Cybercrime has become a persistent reality for health care providers. One estimate suggested that Health care-record hacking is rising at an exponential rate, shooting up 11,000 percent last year. The rise has impacted individuals. The toll last year was 100 million stolen health care records. Hackers take the records and sell them on the dark web with thinly veiled advertising claims like “you can use those profiles for normal fraud stuff or to get a brand new healthcare plan for yourself.” Some of the most recent breaches include a breach of Magnolia Health Corporation and a security breakdown in Washington’s Apple Health Medicaid program. While some data breaches, like the one impacting Apple Health, are relatively innocuous lapses in protocol, other incidents—like the Hollywood Presbyterian attack or the 2015 Anthem breach—are the product of intentional criminal activity.

Task Force

To address the growing problem, HHS recently announced the formation of the Health Care Industry Cybersecurity Task Force as mandated by the Consolidated Appropriations Act of 2015 (P.L. 114-113). HHS announced a call for nominations for membership on the task force, seeking individuals with experience in the health care and public health sector; knowledge of the technical, administrative, management, and/or legal aspects of health information security; and knowledge of major health information security policies, best practices, organizations, and trends. The first teleconference of the Task Force will be held on March 17, 2016.

Economics of hacking

From a preparation standpoint, according to a recent Ponemon Institute report, one secret to defeating cyber threats may be identifying how to make hacks too costly to pursue.
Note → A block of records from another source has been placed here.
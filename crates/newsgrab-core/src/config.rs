use serde::{Deserialize, Serialize};
use std::path::{Path, PathBuf};
use std::time::Duration;

use crate::source::{SourceConfig, SourceMode};

#[derive(Debug, Clone, Default, Serialize, Deserialize)]
pub struct AppConfig {
    #[serde(default)]
    pub general: GeneralConfig,
    #[serde(default)]
    pub fetch: FetchConfig,
    #[serde(default)]
    pub recipe: RecipeConfig,
    #[serde(default)]
    pub dedup: DedupConfig,
    #[serde(default)]
    pub catalog: CatalogConfig,
    /// Inline source catalog entries
    #[serde(default)]
    pub sources: Vec<SourceConfig>,
}

#[derive(Debug, Clone, Serialize, Deserialize)]
pub struct GeneralConfig {
    /// Data directory path
    #[serde(default = "default_data_dir")]
    pub data_dir: PathBuf,
    /// Log level
    #[serde(default = "default_log_level")]
    pub log_level: String,
}

impl Default for GeneralConfig {
    fn default() -> Self {
        Self {
            data_dir: default_data_dir(),
            log_level: default_log_level(),
        }
    }
}

#[derive(Debug, Clone, Serialize, Deserialize)]
pub struct FetchConfig {
    /// Provider mode applied to catalog entries that come without one
    #[serde(default)]
    pub mode: SourceMode,
    /// Seconds between cycle starts (0 = run once)
    #[serde(default)]
    pub interval_secs: u64,
    /// Maximum candidates pulled per source per provider attempt
    #[serde(default = "default_max_articles")]
    pub max_articles: usize,
    /// Only articles published within this many days are stored
    #[serde(default = "default_oldest_article_days")]
    pub oldest_article_days: u32,
    /// Sources fetched in parallel within one cycle
    #[serde(default = "default_concurrency")]
    pub concurrency: usize,
    /// Upper bound for one provider attempt, including draining its candidates
    #[serde(default = "default_provider_timeout")]
    pub provider_timeout_secs: u64,
    /// HTTP request timeout in seconds
    #[serde(default = "default_request_timeout")]
    pub request_timeout_secs: u64,
    /// HTTP proxy URL for feed fetching (e.g., "http://127.0.0.1:7890" or "socks5://127.0.0.1:1080")
    #[serde(default)]
    pub proxy_url: Option<String>,
}

impl Default for FetchConfig {
    fn default() -> Self {
        Self {
            mode: SourceMode::default(),
            interval_secs: 0,
            max_articles: default_max_articles(),
            oldest_article_days: default_oldest_article_days(),
            concurrency: default_concurrency(),
            provider_timeout_secs: default_provider_timeout(),
            request_timeout_secs: default_request_timeout(),
            proxy_url: None,
        }
    }
}

impl FetchConfig {
    pub fn worker_count(&self) -> usize {
        self.concurrency.clamp(1, MAX_CONCURRENCY)
    }

    pub fn provider_timeout(&self) -> Duration {
        Duration::from_secs(self.provider_timeout_secs.max(1))
    }

    pub fn interval(&self) -> Option<Duration> {
        (self.interval_secs > 0).then(|| Duration::from_secs(self.interval_secs))
    }
}

/// Caps simultaneous provider fetches regardless of configuration
pub const MAX_CONCURRENCY: usize = 8;

#[derive(Debug, Clone, Serialize, Deserialize)]
pub struct RecipeConfig {
    /// External recipe runner; recipe mode is unavailable without one
    #[serde(default)]
    pub command: Option<String>,
    /// Arguments passed before the per-source arguments
    #[serde(default)]
    pub args: Vec<String>,
    /// Exit code the runner uses to signal missing credentials
    #[serde(default = "default_auth_exit_code")]
    pub auth_exit_code: i32,
}

impl Default for RecipeConfig {
    fn default() -> Self {
        Self {
            command: None,
            args: Vec::new(),
            auth_exit_code: default_auth_exit_code(),
        }
    }
}

#[derive(Debug, Clone, Serialize, Deserialize)]
pub struct DedupConfig {
    /// Query parameters dropped from URLs before fingerprinting.
    /// A trailing `*` makes the entry a prefix match.
    #[serde(default = "default_tracking_params")]
    pub tracking_params: Vec<String>,
}

impl Default for DedupConfig {
    fn default() -> Self {
        Self {
            tracking_params: default_tracking_params(),
        }
    }
}

#[derive(Debug, Clone, Default, Serialize, Deserialize)]
pub struct CatalogConfig {
    /// Externally maintained sources.db, opened read-only
    #[serde(default)]
    pub sources_db: Option<PathBuf>,
}

fn default_data_dir() -> PathBuf {
    dirs::data_local_dir()
        .unwrap_or_else(|| PathBuf::from("."))
        .join("newsgrab")
}

fn default_log_level() -> String {
    "info".to_string()
}

fn default_max_articles() -> usize {
    100
}

fn default_oldest_article_days() -> u32 {
    7
}

fn default_concurrency() -> usize {
    4
}

fn default_provider_timeout() -> u64 {
    45
}

fn default_request_timeout() -> u64 {
    30
}

fn default_auth_exit_code() -> i32 {
    3
}

fn default_tracking_params() -> Vec<String> {
    [
        "utm_*", "fbclid", "gclid", "dclid", "yclid", "msclkid", "mc_cid", "mc_eid", "igshid",
        "_hsenc", "_hsmi", "ref", "ref_src", "cmpid", "ncid", "ocid", "sr_share",
    ]
    .iter()
    .map(|p| p.to_string())
    .collect()
}

/// Expand tilde (~) in path to user's home directory
fn expand_tilde(path: &Path) -> PathBuf {
    if let Some(path_str) = path.to_str() {
        if let Some(stripped) = path_str.strip_prefix("~/") {
            if let Some(home) = dirs::home_dir() {
                return home.join(stripped);
            }
        } else if path_str == "~" {
            if let Some(home) = dirs::home_dir() {
                return home;
            }
        }
    }
    path.to_path_buf()
}

impl AppConfig {
    /// Load configuration from the default location or return defaults
    pub fn load() -> crate::Result<Self> {
        Self::load_from(&Self::config_path())
    }

    /// Load configuration from an explicit file; a missing file yields defaults
    pub fn load_from(path: &Path) -> crate::Result<Self> {
        if path.exists() {
            let content = std::fs::read_to_string(path)?;
            Self::from_toml(&content)
        } else {
            Ok(Self::default())
        }
    }

    pub fn from_toml(content: &str) -> crate::Result<Self> {
        toml::from_str(content).map_err(|e| crate::Error::Config(e.to_string()))
    }

    /// Get the configuration file path
    /// Always uses ~/.config/newsgrab/config.toml on all platforms
    pub fn config_path() -> PathBuf {
        dirs::home_dir()
            .unwrap_or_else(|| PathBuf::from("."))
            .join(".config")
            .join("newsgrab")
            .join("config.toml")
    }

    /// Get the article database file path
    pub fn database_path(&self) -> PathBuf {
        self.data_dir().join("news.db")
    }

    /// Get the external source catalog path, if configured
    pub fn sources_db_path(&self) -> Option<PathBuf> {
        self.catalog.sources_db.as_deref().map(expand_tilde)
    }

    /// Get the data directory (with tilde expansion)
    pub fn data_dir(&self) -> PathBuf {
        expand_tilde(&self.general.data_dir)
    }
}

#[cfg(test)]
mod tests {
    use super::*;

    #[test]
    fn test_empty_file_uses_defaults() {
        let config = AppConfig::from_toml("").unwrap();
        assert_eq!(config.fetch.mode, SourceMode::Auto);
        assert_eq!(config.fetch.max_articles, 100);
        assert_eq!(config.fetch.interval(), None);
        assert!(config.recipe.command.is_none());
        assert!(config.dedup.tracking_params.iter().any(|p| p == "utm_*"));
        assert!(config.sources.is_empty());
    }

    #[test]
    fn test_partial_sections_and_sources() {
        let config = AppConfig::from_toml(
            r#"
            [fetch]
            mode = "rss"
            interval_secs = 600
            concurrency = 32

            [[sources]]
            id = "siteA"
            name = "Site A"
            locator = "https://a.example/feed.xml"

            [[sources]]
            id = "siteB"
            mode = "recipe"
            locator = "recipes/site_b.recipe"
            feeds = ["https://b.example/rss"]
            enabled = false
            "#,
        )
        .unwrap();

        assert_eq!(config.fetch.mode, SourceMode::Rss);
        assert_eq!(config.fetch.interval(), Some(Duration::from_secs(600)));
        assert_eq!(config.fetch.worker_count(), MAX_CONCURRENCY);
        assert_eq!(config.fetch.oldest_article_days, 7);
        assert_eq!(config.sources.len(), 2);
        assert_eq!(config.sources[0].mode, None);
        assert_eq!(config.sources[1].mode, Some(SourceMode::Recipe));
        assert!(!config.sources[1].enabled);
    }

    #[test]
    fn test_invalid_toml_is_config_error() {
        let err = AppConfig::from_toml("[fetch\nmode = ").unwrap_err();
        assert!(matches!(err, crate::Error::Config(_)));
    }

    #[test]
    fn test_provider_timeout_never_zero() {
        let mut fetch = FetchConfig::default();
        fetch.provider_timeout_secs = 0;
        assert_eq!(fetch.provider_timeout(), Duration::from_secs(1));
    }
}
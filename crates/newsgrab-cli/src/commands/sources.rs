use anyhow::Result;

use newsgrab_core::{AppConfig, Catalog};

pub async fn run(config: &AppConfig) -> Result<()> {
    let sources = Catalog::from_config(config).await?.list_all().await?;

    if sources.is_empty() {
        println!("No sources configured.");
        println!("\nAdd [[sources]] entries to config.toml or set [catalog] sources_db.");
        return Ok(());
    }

    println!("Sources ({}):\n", sources.len());

    for source in &sources {
        let disabled = if source.enabled { "" } else { " [disabled]" };

        println!("  {} - {} ({}){}", source.id, source.name, source.mode, disabled);
        println!("    Locator: {}", source.locator);
        for feed in &source.feeds {
            println!("    Feed: {}", feed);
        }
        println!();
    }

    Ok(())
}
Instead of building an impenetrable security wall that hackers cannot break through, the study recommended that entities build a strong security protocol that makes hackers shy away from a target because of the opportunity costs—namely, the time required to successfully hack the system.

Looking ahead

Cyber threats are changing as they grow. With the number of individuals being impacted and the number of ways they are being impacted rising, health information security is becoming increasingly important. Because there may be no absolute protection from cyber threats—short of following quixotic recommendations to revert back to paper—Providers must remain vigilant and aware of the threats so that they do not find themselves in the position of Hollywood Presbyterian, paying criminals as the “most efficient way” to return to business.